Stored data:
Start of Block
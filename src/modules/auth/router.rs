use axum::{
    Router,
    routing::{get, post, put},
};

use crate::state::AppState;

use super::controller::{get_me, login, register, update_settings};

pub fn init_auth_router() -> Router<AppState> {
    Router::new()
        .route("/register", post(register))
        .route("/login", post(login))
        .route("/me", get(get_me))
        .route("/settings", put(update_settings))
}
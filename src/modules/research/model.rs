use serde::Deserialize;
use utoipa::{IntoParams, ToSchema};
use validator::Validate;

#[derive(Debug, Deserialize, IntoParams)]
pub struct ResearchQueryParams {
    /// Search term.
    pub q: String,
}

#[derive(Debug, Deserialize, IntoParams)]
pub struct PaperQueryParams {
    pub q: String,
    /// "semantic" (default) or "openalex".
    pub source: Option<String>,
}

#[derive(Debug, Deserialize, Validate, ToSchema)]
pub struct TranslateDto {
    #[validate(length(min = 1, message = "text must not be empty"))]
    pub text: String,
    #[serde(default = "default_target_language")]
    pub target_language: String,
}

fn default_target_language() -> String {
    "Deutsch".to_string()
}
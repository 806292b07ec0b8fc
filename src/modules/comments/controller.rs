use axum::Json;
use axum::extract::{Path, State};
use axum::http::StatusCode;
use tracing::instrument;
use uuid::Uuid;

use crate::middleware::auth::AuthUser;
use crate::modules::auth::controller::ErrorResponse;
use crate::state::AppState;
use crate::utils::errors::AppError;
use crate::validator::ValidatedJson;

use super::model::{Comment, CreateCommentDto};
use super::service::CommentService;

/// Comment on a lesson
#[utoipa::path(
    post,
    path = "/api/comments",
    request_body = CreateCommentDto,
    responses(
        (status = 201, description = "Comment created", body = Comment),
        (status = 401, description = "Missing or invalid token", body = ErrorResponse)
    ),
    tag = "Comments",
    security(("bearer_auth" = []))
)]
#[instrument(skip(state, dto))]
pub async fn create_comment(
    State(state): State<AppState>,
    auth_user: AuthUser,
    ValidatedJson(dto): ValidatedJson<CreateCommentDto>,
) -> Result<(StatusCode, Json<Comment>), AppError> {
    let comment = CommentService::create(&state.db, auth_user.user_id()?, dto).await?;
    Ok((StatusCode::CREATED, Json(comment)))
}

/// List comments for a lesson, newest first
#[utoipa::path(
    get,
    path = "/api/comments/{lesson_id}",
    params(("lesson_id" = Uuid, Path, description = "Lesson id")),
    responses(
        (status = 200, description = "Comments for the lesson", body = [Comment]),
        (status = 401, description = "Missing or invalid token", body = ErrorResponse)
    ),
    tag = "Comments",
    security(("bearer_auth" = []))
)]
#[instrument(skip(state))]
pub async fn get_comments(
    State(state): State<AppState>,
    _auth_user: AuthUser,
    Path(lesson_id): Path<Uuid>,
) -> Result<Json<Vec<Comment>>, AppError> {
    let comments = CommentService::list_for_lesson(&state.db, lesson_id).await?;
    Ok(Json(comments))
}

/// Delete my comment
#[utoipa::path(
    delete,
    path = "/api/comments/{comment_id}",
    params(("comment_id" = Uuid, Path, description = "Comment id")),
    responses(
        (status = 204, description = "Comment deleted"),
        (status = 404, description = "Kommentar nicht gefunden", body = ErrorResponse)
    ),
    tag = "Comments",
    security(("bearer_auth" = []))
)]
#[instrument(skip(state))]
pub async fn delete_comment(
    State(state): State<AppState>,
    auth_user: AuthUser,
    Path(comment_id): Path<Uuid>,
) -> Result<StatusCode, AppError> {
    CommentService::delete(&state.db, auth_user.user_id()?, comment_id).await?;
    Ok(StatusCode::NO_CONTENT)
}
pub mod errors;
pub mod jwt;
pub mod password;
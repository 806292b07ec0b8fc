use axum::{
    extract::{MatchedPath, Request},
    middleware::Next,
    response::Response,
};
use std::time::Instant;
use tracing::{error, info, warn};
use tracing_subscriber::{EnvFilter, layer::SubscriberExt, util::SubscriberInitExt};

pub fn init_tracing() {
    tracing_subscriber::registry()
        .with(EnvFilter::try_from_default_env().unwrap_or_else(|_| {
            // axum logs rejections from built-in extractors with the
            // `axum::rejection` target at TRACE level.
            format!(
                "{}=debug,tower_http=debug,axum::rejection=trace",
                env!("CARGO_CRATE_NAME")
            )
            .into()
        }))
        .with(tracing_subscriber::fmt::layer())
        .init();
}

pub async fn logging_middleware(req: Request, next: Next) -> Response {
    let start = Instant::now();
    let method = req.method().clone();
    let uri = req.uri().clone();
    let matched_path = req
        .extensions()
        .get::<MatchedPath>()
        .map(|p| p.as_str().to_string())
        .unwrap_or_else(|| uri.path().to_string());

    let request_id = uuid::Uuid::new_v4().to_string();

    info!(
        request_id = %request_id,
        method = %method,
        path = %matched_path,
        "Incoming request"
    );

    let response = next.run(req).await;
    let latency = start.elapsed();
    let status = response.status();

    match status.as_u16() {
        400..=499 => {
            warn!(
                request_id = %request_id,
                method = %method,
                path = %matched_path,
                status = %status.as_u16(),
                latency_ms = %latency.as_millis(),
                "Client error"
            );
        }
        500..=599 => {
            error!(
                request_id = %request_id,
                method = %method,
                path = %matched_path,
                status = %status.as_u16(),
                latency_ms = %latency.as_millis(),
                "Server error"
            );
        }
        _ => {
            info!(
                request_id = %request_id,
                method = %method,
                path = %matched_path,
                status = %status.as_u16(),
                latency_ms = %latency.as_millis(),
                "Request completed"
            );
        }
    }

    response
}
End of Block
Start of Block
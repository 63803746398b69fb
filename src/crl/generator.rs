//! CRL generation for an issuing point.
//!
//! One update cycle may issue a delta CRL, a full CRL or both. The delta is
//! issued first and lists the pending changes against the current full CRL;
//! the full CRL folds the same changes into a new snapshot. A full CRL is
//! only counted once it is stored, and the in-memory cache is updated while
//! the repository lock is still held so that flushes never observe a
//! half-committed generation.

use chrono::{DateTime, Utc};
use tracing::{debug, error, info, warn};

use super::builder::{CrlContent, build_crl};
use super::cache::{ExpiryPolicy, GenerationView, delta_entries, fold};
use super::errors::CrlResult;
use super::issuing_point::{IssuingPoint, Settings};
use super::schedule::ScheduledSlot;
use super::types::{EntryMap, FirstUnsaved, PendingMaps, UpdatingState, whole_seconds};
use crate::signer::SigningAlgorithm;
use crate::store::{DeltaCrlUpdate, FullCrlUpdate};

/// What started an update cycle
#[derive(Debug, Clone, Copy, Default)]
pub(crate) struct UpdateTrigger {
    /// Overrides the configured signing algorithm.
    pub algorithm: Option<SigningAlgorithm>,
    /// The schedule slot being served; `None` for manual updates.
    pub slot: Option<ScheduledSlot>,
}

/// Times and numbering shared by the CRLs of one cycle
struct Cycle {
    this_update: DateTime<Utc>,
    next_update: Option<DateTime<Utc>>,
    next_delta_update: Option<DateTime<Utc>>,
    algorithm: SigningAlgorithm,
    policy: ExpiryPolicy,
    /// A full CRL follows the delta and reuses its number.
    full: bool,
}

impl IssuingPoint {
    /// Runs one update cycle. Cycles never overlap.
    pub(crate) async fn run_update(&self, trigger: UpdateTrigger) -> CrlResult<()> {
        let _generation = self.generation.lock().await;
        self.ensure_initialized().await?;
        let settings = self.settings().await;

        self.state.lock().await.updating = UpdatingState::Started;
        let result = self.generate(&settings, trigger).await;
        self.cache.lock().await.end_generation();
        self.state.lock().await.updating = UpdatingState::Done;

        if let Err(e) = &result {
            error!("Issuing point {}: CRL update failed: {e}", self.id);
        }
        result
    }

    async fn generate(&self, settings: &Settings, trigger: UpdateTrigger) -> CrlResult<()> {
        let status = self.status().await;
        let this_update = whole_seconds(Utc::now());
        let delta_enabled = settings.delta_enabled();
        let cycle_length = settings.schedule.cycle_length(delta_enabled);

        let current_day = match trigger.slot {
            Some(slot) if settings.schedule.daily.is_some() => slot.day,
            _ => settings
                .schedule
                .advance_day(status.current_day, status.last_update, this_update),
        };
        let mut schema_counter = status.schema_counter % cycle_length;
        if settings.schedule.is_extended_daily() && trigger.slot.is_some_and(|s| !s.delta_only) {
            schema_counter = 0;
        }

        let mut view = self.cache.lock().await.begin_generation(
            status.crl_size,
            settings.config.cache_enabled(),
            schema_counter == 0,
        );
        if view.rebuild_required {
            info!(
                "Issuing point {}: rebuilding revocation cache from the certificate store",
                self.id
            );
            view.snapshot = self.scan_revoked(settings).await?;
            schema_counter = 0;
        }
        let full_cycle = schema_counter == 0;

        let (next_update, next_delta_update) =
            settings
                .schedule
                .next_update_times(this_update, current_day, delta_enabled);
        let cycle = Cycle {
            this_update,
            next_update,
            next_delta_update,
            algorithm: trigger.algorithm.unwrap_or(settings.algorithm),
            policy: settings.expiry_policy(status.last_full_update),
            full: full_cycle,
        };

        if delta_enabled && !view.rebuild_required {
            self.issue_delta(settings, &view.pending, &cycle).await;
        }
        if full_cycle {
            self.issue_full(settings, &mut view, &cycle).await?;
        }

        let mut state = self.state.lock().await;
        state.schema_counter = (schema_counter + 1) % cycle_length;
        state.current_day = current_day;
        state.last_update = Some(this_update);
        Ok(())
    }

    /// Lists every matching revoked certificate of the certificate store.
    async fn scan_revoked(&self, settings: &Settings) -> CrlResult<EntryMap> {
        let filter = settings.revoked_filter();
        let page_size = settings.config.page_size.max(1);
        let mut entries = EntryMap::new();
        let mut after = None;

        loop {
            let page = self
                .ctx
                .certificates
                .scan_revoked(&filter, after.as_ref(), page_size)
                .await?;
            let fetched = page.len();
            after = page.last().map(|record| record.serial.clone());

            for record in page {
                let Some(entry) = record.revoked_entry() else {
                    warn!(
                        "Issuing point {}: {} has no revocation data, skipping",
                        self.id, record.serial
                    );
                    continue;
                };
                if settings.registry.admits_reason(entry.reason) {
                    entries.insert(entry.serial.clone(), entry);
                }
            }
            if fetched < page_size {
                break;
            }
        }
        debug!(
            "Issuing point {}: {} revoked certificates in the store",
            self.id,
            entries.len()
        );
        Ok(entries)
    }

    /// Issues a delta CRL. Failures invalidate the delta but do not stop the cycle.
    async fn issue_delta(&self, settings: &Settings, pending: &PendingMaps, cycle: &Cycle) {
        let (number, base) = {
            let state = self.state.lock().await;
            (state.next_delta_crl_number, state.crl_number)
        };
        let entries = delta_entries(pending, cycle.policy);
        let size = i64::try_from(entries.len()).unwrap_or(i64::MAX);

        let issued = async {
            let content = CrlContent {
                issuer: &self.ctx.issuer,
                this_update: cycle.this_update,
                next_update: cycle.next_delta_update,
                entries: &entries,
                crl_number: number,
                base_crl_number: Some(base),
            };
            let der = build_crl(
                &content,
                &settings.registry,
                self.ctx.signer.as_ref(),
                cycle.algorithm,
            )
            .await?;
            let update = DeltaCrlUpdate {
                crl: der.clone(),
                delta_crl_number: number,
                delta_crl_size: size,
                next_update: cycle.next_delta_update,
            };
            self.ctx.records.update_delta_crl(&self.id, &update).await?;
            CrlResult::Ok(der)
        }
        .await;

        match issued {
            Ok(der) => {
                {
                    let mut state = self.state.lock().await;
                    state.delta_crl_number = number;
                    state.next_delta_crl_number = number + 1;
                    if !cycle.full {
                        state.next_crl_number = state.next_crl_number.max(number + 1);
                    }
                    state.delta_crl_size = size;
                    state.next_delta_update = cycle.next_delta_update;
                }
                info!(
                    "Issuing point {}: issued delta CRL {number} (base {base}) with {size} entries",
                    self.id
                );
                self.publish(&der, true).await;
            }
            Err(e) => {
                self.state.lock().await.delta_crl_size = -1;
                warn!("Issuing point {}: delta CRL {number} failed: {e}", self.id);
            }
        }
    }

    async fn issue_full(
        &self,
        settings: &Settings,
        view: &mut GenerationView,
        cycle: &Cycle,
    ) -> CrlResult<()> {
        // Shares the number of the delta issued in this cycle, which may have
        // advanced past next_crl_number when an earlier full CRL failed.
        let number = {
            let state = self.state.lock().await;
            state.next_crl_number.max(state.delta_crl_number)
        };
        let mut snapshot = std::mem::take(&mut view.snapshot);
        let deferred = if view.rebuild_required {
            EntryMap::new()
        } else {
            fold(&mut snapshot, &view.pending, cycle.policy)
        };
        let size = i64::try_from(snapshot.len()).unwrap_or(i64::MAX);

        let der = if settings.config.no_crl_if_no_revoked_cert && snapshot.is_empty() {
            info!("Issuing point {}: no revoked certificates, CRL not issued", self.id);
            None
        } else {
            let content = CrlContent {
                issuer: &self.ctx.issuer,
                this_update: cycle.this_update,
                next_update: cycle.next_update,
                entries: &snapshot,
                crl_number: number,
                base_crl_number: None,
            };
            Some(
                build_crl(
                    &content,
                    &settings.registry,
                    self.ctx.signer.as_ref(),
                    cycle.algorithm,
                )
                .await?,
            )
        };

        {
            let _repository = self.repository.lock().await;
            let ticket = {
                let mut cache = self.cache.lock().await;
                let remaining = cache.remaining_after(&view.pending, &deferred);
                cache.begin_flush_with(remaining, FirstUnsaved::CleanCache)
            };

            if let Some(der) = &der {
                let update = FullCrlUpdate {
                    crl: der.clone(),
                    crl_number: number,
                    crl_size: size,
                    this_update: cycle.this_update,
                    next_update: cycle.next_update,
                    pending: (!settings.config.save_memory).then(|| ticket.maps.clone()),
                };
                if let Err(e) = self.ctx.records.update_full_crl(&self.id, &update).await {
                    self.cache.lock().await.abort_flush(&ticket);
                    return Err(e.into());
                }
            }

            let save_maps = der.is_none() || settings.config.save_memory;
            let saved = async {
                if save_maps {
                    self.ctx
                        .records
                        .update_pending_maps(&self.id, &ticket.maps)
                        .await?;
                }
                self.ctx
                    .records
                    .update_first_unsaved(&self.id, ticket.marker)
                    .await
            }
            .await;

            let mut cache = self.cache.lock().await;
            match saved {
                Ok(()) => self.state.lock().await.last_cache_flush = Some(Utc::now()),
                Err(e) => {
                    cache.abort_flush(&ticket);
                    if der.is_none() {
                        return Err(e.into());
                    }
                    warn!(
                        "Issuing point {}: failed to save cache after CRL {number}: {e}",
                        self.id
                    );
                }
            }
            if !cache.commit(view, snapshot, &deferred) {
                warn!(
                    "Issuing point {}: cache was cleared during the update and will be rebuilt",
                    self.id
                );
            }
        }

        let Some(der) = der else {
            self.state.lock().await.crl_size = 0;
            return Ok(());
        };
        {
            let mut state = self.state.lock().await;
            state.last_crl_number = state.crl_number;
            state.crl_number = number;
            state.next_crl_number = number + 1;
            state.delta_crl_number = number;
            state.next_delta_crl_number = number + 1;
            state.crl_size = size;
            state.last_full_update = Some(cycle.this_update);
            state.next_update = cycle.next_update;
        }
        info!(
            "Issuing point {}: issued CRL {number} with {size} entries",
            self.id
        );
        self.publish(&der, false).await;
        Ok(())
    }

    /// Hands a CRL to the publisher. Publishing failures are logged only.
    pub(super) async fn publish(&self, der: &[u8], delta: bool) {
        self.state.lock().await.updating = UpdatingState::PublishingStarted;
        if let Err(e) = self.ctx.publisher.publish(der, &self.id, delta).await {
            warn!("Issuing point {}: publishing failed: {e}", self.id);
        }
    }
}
End of Block
Start of Block
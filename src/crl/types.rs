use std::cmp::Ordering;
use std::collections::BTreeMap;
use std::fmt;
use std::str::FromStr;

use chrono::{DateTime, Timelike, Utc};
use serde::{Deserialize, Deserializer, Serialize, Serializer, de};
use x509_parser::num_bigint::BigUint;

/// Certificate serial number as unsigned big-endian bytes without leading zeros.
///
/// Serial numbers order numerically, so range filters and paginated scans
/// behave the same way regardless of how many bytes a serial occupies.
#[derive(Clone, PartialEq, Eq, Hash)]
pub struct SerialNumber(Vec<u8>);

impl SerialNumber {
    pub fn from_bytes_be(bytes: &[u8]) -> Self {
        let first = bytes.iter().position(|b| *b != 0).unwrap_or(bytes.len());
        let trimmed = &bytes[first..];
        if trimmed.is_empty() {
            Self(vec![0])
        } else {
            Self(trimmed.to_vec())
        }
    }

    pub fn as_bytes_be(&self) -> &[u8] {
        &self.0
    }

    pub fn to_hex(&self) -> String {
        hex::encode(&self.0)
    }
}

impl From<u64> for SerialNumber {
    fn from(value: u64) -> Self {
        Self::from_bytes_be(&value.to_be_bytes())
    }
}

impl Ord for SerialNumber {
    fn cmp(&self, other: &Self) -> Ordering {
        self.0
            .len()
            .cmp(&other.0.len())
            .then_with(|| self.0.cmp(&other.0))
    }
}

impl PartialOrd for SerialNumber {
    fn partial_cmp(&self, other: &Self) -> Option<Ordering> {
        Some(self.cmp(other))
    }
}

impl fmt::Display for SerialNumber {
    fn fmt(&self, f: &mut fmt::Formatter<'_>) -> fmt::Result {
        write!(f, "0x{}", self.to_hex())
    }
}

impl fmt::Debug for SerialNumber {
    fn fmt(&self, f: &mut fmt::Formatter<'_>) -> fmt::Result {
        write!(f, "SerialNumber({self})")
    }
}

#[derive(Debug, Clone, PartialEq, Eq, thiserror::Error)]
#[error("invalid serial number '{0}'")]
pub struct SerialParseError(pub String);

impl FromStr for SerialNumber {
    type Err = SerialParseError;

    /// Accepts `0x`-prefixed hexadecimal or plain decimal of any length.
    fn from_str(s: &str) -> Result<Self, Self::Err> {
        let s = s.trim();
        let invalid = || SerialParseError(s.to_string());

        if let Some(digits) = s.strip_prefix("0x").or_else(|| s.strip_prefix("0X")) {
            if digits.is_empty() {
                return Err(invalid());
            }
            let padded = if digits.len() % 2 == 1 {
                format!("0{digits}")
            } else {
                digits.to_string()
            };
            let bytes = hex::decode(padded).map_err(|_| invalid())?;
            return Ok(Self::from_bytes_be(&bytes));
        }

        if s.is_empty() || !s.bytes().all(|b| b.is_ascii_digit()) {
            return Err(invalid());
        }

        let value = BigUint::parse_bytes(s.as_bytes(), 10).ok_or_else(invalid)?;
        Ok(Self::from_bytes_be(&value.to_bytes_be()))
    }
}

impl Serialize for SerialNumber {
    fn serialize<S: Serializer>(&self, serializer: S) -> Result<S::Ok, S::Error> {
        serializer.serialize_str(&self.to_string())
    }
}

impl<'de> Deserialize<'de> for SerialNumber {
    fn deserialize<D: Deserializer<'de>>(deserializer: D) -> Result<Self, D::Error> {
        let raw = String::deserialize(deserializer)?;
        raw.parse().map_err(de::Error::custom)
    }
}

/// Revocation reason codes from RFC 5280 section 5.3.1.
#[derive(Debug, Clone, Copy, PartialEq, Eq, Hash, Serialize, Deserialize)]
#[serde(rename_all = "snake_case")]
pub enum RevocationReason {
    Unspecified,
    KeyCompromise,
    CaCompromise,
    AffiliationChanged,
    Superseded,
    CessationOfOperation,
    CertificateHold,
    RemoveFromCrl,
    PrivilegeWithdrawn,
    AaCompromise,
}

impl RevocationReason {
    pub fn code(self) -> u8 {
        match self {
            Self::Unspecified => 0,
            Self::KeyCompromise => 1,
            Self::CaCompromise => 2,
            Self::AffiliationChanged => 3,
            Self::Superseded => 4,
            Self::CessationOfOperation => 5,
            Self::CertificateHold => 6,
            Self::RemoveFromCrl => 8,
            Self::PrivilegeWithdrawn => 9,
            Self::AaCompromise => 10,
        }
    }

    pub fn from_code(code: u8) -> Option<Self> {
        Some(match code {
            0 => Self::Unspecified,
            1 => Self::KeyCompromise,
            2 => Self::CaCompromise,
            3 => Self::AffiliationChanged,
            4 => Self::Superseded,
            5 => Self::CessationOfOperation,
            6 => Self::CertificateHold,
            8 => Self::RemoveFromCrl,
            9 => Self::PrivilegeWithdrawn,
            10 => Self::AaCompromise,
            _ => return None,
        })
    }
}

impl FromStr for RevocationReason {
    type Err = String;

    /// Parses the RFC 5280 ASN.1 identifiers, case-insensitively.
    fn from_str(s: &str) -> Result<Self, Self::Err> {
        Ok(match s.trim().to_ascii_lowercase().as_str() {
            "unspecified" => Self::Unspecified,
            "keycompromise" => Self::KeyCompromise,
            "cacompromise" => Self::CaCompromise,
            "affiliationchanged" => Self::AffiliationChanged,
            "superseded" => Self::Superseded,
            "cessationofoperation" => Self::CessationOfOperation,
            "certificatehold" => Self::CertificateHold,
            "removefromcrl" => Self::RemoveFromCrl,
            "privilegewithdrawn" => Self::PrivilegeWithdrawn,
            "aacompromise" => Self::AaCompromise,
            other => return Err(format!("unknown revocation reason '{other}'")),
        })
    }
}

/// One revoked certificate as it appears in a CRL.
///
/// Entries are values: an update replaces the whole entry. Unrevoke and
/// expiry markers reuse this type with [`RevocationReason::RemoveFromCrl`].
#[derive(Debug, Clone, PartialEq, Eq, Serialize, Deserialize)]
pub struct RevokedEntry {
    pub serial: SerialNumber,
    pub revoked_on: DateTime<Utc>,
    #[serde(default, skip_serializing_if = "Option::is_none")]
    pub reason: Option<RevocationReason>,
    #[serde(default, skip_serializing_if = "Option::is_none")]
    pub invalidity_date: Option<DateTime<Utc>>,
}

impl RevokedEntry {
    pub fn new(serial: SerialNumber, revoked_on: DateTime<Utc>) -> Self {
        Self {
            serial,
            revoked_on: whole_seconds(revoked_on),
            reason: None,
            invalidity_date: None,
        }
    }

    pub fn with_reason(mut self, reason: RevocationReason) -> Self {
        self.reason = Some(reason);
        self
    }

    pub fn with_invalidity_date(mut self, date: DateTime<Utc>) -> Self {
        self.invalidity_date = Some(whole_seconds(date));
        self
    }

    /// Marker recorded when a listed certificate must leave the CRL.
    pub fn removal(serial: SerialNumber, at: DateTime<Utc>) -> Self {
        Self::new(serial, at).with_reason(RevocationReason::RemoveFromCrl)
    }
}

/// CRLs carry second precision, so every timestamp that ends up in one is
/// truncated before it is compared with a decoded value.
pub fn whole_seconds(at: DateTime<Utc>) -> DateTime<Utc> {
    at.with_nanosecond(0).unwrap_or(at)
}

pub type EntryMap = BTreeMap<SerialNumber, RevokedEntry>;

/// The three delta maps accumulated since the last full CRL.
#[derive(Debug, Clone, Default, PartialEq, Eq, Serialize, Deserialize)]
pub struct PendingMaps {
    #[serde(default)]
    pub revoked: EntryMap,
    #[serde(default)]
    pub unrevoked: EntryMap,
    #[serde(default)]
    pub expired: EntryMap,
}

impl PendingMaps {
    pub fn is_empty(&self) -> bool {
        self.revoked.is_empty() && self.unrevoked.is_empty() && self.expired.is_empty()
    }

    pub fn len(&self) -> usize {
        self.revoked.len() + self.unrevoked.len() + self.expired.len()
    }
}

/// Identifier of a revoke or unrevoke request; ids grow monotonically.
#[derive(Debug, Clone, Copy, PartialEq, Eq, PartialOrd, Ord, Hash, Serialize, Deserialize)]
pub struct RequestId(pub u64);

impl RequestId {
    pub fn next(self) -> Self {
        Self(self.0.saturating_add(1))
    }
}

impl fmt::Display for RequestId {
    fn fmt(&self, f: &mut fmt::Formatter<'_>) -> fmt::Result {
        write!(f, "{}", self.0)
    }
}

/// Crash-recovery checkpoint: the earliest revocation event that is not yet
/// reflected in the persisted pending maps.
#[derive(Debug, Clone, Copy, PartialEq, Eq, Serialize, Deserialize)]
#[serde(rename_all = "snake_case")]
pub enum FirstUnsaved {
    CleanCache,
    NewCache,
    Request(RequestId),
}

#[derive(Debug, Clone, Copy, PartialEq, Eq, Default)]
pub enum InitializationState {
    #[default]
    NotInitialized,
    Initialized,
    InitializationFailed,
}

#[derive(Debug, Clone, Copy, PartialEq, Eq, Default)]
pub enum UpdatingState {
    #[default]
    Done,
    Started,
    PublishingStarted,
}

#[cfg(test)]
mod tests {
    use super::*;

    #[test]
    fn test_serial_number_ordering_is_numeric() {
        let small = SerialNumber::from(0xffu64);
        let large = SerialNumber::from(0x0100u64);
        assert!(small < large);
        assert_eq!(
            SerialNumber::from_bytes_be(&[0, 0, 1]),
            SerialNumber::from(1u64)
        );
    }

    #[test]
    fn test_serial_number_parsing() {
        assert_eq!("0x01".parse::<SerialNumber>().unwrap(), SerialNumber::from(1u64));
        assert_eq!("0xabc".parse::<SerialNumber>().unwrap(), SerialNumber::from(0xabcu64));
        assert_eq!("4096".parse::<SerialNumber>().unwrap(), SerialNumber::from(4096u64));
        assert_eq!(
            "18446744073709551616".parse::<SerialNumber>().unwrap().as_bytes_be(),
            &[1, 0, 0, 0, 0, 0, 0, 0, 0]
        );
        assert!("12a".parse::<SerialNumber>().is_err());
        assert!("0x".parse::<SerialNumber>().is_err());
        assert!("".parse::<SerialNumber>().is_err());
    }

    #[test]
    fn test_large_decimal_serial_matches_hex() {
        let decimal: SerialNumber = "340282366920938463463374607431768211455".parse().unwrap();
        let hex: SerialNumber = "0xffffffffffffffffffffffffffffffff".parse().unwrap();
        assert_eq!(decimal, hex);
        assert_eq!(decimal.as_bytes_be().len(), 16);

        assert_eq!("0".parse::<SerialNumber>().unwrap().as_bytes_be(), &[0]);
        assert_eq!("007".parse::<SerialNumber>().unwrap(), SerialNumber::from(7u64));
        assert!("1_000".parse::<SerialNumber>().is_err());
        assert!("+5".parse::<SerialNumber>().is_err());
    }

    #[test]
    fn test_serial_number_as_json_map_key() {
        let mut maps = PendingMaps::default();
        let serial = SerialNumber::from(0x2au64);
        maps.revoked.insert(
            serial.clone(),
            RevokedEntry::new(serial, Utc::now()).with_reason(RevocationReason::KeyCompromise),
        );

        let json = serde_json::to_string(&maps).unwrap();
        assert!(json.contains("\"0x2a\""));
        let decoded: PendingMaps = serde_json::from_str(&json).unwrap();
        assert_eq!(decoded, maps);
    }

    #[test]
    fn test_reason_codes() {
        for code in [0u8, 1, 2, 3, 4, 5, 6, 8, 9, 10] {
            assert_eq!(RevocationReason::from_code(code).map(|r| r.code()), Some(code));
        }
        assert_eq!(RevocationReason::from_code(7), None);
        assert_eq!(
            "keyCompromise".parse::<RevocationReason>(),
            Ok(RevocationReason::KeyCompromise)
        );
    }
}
End of Block
◆ **What you will do**
Search the records for the string "small" and, wherever a line contains it, please copy that line.

◆ **Completed exercise**
        let small = SerialNumber::from(0xffu64);
        assert!(small < large);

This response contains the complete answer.